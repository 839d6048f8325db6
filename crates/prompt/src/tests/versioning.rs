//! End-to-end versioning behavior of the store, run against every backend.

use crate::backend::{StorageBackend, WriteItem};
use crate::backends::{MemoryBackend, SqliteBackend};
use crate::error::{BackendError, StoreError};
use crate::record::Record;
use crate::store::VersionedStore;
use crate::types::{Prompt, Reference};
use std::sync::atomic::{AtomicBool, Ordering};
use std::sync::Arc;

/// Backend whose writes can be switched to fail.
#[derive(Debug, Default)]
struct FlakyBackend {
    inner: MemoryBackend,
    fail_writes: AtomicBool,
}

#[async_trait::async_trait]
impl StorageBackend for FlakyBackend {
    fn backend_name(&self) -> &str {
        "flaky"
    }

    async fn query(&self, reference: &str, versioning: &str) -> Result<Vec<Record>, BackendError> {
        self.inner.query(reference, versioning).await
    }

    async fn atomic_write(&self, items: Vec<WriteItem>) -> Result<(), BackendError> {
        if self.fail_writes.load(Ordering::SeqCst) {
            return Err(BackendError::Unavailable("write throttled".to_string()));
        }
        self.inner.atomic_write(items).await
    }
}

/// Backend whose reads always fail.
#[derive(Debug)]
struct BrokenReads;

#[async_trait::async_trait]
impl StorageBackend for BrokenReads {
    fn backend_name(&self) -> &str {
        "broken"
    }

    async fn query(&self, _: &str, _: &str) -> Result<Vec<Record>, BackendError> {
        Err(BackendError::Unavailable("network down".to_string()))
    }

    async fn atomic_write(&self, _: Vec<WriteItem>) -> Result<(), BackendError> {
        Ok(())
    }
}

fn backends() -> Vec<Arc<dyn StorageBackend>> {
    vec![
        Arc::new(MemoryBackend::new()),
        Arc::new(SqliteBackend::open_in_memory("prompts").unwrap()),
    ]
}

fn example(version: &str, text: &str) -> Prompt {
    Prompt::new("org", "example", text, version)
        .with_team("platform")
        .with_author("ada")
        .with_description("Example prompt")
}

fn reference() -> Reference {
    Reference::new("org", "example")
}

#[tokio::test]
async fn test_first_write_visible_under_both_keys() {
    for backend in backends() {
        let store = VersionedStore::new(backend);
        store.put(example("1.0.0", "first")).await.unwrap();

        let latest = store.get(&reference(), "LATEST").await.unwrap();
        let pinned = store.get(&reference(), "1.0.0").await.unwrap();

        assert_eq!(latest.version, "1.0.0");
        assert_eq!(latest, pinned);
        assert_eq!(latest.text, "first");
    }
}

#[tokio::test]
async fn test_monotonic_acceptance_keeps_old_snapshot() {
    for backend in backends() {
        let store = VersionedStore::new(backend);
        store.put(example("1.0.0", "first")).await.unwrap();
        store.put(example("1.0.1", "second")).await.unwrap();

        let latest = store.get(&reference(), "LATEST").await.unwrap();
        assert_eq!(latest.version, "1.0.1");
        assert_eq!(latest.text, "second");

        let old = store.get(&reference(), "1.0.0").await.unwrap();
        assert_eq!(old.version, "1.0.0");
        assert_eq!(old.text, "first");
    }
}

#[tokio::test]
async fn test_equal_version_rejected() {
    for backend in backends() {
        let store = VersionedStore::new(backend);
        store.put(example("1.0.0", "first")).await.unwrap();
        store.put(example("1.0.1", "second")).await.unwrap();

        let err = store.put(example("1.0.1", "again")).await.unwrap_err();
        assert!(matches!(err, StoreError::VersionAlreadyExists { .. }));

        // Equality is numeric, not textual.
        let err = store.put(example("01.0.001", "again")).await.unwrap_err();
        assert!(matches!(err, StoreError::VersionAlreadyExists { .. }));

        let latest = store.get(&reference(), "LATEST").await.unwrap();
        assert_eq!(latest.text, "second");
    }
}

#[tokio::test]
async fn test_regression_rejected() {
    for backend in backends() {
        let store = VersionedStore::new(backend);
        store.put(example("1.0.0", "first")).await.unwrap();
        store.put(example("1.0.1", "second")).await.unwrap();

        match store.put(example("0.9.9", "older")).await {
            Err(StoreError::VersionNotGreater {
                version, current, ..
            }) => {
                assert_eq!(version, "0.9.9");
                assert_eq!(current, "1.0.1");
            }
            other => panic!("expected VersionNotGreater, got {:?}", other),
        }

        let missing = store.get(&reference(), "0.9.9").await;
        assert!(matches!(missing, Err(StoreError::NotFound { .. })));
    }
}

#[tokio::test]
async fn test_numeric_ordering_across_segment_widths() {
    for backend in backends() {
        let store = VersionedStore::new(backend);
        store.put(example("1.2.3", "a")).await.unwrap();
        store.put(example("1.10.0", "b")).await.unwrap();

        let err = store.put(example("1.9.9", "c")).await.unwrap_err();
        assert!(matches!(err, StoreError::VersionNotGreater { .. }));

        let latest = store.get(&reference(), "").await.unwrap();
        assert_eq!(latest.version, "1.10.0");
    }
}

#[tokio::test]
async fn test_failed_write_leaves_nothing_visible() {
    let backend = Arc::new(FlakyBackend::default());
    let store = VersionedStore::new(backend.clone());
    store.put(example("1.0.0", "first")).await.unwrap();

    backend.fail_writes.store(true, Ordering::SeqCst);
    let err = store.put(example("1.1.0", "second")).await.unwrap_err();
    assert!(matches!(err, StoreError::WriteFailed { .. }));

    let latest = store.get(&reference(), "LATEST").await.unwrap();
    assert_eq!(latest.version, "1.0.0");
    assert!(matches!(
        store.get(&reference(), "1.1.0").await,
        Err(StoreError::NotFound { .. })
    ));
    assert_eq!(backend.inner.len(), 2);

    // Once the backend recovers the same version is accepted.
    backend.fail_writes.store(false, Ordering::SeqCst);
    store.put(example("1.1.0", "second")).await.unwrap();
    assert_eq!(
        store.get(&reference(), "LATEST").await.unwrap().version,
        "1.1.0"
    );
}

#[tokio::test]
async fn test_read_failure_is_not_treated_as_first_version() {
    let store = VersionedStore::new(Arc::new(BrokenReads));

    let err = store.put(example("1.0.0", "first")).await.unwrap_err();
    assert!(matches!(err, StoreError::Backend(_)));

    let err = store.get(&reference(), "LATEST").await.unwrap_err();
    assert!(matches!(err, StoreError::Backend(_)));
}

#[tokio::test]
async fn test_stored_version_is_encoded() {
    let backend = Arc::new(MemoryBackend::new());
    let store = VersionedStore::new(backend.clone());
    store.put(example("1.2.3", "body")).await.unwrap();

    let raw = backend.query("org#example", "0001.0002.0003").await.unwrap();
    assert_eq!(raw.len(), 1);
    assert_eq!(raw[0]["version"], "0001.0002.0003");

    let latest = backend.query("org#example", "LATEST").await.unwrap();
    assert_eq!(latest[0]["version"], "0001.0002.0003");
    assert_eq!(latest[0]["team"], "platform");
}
--------------------------------
## Your objective
Your answer must be the full listing above, printed exactly as it stands.

## Task response
repository 839d6048f8325db6
filename crates/prompt/src/tests/versioning.rs
//! End-to-end versioning behavior of the store, run against every backend.

use crate::backend::{StorageBackend, WriteItem};
use crate::backends::{MemoryBackend, SqliteBackend};
use crate::error::{BackendError, StoreError};
use crate::record::Record;
use crate::store::VersionedStore;
use crate::types::{Prompt, Reference};
use std::sync::atomic::{AtomicBool, Ordering};
use std::sync::Arc;

/// Backend whose writes can be switched to fail.
#[derive(Debug, Default)]
struct FlakyBackend {
    inner: MemoryBackend,
    fail_writes: AtomicBool,
}

#[async_trait::async_trait]
impl StorageBackend for FlakyBackend {
    fn backend_name(&self) -> &str {
        "flaky"
    }

    async fn query(&self, reference: &str, versioning: &str) -> Result<Vec<Record>, BackendError> {
        self.inner.query(reference, versioning).await
    }

    async fn atomic_write(&self, items: Vec<WriteItem>) -> Result<(), BackendError> {
        if self.fail_writes.load(Ordering::SeqCst) {
            return Err(BackendError::Unavailable("write throttled".to_string()));
        }
        self.inner.atomic_write(items).await
    }
}

/// Backend whose reads always fail.
#[derive(Debug)]
struct BrokenReads;

#[async_trait::async_trait]
impl StorageBackend for BrokenReads {
    fn backend_name(&self) -> &str {
        "broken"
    }

    async fn query(&self, _: &str, _: &str) -> Result<Vec<Record>, BackendError> {
        Err(BackendError::Unavailable("network down".to_string()))
    }

    async fn atomic_write(&self, _: Vec<WriteItem>) -> Result<(), BackendError> {
        Ok(())
    }
}

fn backends() -> Vec<Arc<dyn StorageBackend>> {
    vec![
        Arc::new(MemoryBackend::new()),
        Arc::new(SqliteBackend::open_in_memory("prompts").unwrap()),
    ]
}

fn example(version: &str, text: &str) -> Prompt {
    Prompt::new("org", "example", text, version)
        .with_team("platform")
        .with_author("ada")
        .with_description("Example prompt")
}

fn reference() -> Reference {
    Reference::new("org", "example")
}

#[tokio::test]
async fn test_first_write_visible_under_both_keys() {
    for backend in backends() {
        let store = VersionedStore::new(backend);
        store.put(example("1.0.0", "first")).await.unwrap();

        let latest = store.get(&reference(), "LATEST").await.unwrap();
        let pinned = store.get(&reference(), "1.0.0").await.unwrap();

        assert_eq!(latest.version, "1.0.0");
        assert_eq!(latest, pinned);
        assert_eq!(latest.text, "first");
    }
}

#[tokio::test]
async fn test_monotonic_acceptance_keeps_old_snapshot() {
    for backend in backends() {
        let store = VersionedStore::new(backend);
        store.put(example("1.0.0", "first")).await.unwrap();
        store.put(example("1.0.1", "second")).await.unwrap();

        let latest = store.get(&reference(), "LATEST").await.unwrap();
        assert_eq!(latest.version, "1.0.1");
        assert_eq!(latest.text, "second");

        let old = store.get(&reference(), "1.0.0").await.unwrap();
        assert_eq!(old.version, "1.0.0");
        assert_eq!(old.text, "first");
    }
}

#[tokio::test]
async fn test_equal_version_rejected() {
    for backend in backends() {
        let store = VersionedStore::new(backend);
        store.put(example("1.0.0", "first")).await.unwrap();
        store.put(example("1.0.1", "second")).await.unwrap();

        let err = store.put(example("1.0.1", "again")).await.unwrap_err();
        assert!(matches!(err, StoreError::VersionAlreadyExists { .. }));

        // Equality is numeric, not textual.
        let err = store.put(example("01.0.001", "again")).await.unwrap_err();
        assert!(matches!(err, StoreError::VersionAlreadyExists { .. }));

        let latest = store.get(&reference(), "LATEST").await.unwrap();
        assert_eq!(latest.text, "second");
    }
}

#[tokio::test]
async fn test_regression_rejected() {
    for backend in backends() {
        let store = VersionedStore::new(backend);
        store.put(example("1.0.0", "first")).await.unwrap();
        store.put(example("1.0.1", "second")).await.unwrap();

        match store.put(example("0.9.9", "older")).await {
            Err(StoreError::VersionNotGreater {
                version, current, ..
            }) => {
                assert_eq!(version, "0.9.9");
                assert_eq!(current, "1.0.1");
            }
            other => panic!("expected VersionNotGreater, got {:?}", other),
        }

        let missing = store.get(&reference(), "0.9.9").await;
        assert!(matches!(missing, Err(StoreError::NotFound { .. })));
    }
}

#[tokio::test]
async fn test_numeric_ordering_across_segment_widths() {
    for backend in backends() {
        let store = VersionedStore::new(backend);
        store.put(example("1.2.3", "a")).await.unwrap();
        store.put(example("1.10.0", "b")).await.unwrap();

        let err = store.put(example("1.9.9", "c")).await.unwrap_err();
        assert!(matches!(err, StoreError::VersionNotGreater { .. }));

        let latest = store.get(&reference(), "").await.unwrap();
        assert_eq!(latest.version, "1.10.0");
    }
}

#[tokio::test]
async fn test_failed_write_leaves_nothing_visible() {
    let backend = Arc::new(FlakyBackend::default());
    let store = VersionedStore::new(backend.clone());
    store.put(example("1.0.0", "first")).await.unwrap();

    backend.fail_writes.store(true, Ordering::SeqCst);
    let err = store.put(example("1.1.0", "second")).await.unwrap_err();
    assert!(matches!(err, StoreError::WriteFailed { .. }));

    let latest = store.get(&reference(), "LATEST").await.unwrap();
    assert_eq!(latest.version, "1.0.0");
    assert!(matches!(
        store.get(&reference(), "1.1.0").await,
        Err(StoreError::NotFound { .. })
    ));
    assert_eq!(backend.inner.len(), 2);

    // Once the backend recovers the same version is accepted.
    backend.fail_writes.store(false, Ordering::SeqCst);
    store.put(example("1.1.0", "second")).await.unwrap();
    assert_eq!(
        store.get(&reference(), "LATEST").await.unwrap().version,
        "1.1.0"
    );
}

#[tokio::test]
async fn test_read_failure_is_not_treated_as_first_version() {
    let store = VersionedStore::new(Arc::new(BrokenReads));

    let err = store.put(example("1.0.0", "first")).await.unwrap_err();
    assert!(matches!(err, StoreError::Backend(_)));

    let err = store.get(&reference(), "LATEST").await.unwrap_err();
    assert!(matches!(err, StoreError::Backend(_)));
}

#[tokio::test]
async fn test_stored_version_is_encoded() {
    let backend = Arc::new(MemoryBackend::new());
    let store = VersionedStore::new(backend.clone());
    store.put(example("1.2.3", "body")).await.unwrap();

    let raw = backend.query("org#example", "0001.0002.0003").await.unwrap();
    assert_eq!(raw.len(), 1);
    assert_eq!(raw[0]["version"], "0001.0002.0003");

    let latest = backend.query("org#example", "LATEST").await.unwrap();
    assert_eq!(latest[0]["version"], "0001.0002.0003");
    assert_eq!(latest[0]["team"], "platform");
}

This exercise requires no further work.